>>>

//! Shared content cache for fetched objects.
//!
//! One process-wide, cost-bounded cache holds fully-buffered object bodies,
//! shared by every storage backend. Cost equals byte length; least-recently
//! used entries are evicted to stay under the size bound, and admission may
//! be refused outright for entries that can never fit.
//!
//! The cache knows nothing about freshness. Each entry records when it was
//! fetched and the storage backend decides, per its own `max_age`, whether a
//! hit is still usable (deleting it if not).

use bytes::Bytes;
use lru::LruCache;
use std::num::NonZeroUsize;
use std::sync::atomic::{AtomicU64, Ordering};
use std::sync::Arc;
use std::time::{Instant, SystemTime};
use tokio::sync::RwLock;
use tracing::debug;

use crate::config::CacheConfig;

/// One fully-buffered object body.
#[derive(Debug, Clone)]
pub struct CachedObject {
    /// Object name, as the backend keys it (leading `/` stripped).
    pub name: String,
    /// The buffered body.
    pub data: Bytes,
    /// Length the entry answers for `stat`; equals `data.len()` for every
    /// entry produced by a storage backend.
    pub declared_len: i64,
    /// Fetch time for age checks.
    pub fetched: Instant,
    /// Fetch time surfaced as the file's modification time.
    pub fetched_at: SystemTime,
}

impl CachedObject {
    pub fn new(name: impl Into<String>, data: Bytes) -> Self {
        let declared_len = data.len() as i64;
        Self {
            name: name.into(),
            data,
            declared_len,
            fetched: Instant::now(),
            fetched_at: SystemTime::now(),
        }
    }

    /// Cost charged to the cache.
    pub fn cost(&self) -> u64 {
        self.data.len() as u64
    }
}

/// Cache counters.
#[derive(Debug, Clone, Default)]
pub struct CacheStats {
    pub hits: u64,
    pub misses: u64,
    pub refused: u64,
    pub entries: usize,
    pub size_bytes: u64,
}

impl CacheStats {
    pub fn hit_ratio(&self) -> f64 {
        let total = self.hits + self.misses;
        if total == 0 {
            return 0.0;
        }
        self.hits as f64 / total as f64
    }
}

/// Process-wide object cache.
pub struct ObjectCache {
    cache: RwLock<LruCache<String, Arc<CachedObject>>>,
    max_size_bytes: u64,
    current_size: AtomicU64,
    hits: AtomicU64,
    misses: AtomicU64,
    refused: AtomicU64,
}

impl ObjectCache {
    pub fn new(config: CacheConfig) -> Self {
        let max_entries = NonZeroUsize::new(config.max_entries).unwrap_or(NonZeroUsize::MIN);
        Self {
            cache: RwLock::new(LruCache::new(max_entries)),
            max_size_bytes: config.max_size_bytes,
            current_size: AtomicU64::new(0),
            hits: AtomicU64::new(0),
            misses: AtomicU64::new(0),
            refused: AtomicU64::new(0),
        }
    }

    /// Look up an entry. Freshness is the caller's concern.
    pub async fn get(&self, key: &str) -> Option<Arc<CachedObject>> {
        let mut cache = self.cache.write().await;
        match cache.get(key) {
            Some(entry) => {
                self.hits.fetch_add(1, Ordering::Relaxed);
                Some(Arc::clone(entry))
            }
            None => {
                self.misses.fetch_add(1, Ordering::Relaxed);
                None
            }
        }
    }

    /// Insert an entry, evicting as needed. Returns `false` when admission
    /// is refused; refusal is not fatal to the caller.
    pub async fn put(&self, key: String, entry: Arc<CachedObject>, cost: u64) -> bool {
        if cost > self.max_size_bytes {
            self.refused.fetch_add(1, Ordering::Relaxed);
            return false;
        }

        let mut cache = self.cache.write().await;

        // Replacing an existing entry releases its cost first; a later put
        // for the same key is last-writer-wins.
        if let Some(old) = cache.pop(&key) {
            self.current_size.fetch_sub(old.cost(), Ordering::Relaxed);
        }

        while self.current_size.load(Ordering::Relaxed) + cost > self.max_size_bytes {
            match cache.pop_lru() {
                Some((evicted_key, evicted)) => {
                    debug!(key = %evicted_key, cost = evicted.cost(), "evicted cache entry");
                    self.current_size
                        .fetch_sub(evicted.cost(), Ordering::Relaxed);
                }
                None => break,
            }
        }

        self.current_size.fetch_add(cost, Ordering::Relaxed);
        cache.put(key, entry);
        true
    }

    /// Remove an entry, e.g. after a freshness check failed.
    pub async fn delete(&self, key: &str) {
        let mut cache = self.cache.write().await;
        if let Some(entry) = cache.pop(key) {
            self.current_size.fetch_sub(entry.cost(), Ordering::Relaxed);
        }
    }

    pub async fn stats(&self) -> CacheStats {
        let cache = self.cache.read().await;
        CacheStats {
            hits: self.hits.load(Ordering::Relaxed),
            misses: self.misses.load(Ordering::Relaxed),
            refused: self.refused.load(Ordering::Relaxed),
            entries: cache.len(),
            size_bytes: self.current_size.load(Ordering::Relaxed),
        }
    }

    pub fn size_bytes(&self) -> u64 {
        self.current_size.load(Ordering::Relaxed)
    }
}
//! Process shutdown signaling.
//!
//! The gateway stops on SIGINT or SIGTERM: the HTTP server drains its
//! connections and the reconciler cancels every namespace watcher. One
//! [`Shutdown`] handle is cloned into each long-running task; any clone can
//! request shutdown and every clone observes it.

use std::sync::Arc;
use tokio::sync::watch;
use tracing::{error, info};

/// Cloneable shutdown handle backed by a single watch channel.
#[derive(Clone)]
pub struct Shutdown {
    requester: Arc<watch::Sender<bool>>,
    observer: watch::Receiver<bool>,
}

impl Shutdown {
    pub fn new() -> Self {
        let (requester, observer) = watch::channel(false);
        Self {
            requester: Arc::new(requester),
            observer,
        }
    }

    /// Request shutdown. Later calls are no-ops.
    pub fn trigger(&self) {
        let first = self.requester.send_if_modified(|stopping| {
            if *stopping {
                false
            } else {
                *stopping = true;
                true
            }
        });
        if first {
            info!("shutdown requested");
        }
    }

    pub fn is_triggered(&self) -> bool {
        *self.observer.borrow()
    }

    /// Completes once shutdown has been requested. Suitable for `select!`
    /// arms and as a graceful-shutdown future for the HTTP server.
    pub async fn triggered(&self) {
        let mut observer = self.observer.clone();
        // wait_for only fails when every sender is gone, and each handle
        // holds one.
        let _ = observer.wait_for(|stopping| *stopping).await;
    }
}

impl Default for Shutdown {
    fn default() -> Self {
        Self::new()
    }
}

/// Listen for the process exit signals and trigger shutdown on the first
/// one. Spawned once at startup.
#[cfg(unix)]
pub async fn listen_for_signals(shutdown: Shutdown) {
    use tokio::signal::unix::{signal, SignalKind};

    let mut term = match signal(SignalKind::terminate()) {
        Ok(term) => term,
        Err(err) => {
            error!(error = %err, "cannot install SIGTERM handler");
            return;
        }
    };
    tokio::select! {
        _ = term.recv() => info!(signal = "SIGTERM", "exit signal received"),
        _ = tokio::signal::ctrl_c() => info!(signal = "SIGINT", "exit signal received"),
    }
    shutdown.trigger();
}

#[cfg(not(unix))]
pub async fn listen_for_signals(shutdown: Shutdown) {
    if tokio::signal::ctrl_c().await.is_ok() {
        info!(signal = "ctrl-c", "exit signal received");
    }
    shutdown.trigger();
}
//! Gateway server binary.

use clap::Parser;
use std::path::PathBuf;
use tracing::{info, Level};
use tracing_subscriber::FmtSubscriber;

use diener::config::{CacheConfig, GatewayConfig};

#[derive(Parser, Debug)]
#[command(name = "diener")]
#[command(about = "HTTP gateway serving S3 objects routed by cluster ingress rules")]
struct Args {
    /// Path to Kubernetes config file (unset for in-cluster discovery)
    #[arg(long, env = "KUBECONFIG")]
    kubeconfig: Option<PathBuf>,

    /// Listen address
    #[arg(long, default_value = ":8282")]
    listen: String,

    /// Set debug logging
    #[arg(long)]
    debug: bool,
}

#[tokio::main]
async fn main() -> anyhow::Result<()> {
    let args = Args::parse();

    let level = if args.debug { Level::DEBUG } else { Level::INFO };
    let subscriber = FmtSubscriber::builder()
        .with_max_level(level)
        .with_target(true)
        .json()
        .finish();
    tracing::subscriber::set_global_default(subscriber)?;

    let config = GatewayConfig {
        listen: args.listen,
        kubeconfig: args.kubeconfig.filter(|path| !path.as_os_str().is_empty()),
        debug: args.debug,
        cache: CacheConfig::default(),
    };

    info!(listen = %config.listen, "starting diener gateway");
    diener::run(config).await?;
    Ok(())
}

<<<
>>>

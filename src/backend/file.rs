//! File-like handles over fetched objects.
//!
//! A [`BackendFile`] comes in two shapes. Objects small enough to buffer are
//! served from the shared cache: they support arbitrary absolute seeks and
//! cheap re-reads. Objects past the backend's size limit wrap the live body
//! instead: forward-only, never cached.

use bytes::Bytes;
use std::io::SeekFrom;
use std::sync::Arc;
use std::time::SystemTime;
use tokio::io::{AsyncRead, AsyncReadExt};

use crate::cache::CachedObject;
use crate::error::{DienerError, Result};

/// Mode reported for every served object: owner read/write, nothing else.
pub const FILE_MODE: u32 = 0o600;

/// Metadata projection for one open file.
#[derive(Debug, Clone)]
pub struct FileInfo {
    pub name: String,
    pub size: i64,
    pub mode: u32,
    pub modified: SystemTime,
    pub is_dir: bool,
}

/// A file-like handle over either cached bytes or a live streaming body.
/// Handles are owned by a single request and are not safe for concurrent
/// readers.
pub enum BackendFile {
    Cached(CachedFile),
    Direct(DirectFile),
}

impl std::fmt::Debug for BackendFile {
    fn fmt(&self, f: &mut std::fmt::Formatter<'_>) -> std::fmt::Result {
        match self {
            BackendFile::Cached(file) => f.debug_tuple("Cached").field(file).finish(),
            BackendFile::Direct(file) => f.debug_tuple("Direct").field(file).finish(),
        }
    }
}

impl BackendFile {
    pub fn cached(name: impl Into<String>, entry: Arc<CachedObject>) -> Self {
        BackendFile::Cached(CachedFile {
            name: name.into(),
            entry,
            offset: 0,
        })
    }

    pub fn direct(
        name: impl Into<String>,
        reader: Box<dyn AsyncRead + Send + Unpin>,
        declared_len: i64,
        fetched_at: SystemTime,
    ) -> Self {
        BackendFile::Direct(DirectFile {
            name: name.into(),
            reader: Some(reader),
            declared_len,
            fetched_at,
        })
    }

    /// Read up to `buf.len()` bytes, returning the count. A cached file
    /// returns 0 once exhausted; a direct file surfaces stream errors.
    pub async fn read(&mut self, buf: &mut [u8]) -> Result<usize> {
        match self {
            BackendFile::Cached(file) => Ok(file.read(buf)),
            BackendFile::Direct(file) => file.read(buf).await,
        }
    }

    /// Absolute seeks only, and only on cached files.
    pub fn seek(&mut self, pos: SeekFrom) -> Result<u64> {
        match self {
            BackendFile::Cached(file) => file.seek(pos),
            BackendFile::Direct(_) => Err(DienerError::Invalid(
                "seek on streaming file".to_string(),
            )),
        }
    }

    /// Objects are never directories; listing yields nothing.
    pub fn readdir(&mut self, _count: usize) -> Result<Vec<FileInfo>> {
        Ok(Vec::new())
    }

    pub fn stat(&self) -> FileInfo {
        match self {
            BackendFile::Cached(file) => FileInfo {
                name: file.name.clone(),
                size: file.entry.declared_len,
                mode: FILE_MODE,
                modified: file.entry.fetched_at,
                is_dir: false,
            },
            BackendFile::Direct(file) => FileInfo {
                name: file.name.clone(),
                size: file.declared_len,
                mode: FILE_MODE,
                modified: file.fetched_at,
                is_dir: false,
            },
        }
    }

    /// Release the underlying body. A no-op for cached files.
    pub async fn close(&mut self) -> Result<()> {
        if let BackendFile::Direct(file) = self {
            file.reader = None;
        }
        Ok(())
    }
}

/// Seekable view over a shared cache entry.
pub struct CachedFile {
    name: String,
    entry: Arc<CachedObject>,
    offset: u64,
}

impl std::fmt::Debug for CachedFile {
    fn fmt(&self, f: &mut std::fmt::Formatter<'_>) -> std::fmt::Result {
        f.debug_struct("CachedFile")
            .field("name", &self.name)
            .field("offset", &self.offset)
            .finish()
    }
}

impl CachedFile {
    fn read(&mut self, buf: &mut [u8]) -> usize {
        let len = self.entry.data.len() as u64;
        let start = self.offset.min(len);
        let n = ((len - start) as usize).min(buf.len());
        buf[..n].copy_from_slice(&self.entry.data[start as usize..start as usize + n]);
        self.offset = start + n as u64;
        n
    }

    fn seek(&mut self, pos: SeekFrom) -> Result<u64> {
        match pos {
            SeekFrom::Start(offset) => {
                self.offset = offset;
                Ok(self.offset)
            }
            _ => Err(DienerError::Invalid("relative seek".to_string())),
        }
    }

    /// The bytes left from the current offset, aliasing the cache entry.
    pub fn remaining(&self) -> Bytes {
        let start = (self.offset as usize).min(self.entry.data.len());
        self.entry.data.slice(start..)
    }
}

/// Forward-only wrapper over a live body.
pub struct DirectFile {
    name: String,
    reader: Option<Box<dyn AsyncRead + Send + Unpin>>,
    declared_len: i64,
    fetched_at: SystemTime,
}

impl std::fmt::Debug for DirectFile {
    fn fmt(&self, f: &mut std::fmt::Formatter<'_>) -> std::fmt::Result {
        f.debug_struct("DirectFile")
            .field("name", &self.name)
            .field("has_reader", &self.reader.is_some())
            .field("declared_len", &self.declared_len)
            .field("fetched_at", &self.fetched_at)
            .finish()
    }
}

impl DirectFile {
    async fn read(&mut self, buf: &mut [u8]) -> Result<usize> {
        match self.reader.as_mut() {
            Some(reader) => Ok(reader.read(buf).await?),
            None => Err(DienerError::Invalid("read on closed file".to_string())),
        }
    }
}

<<<

What you have to do:
Scan the data above and copy each line containing the word "bool".

Written answer:
    pub async fn put(&self, key: String, entry: Arc<CachedObject>, cost: u64) -> bool {
    requester: Arc<watch::Sender<bool>>,
    observer: watch::Receiver<bool>,
    pub fn is_triggered(&self) -> bool {
    debug: bool,
    pub is_dir: bool,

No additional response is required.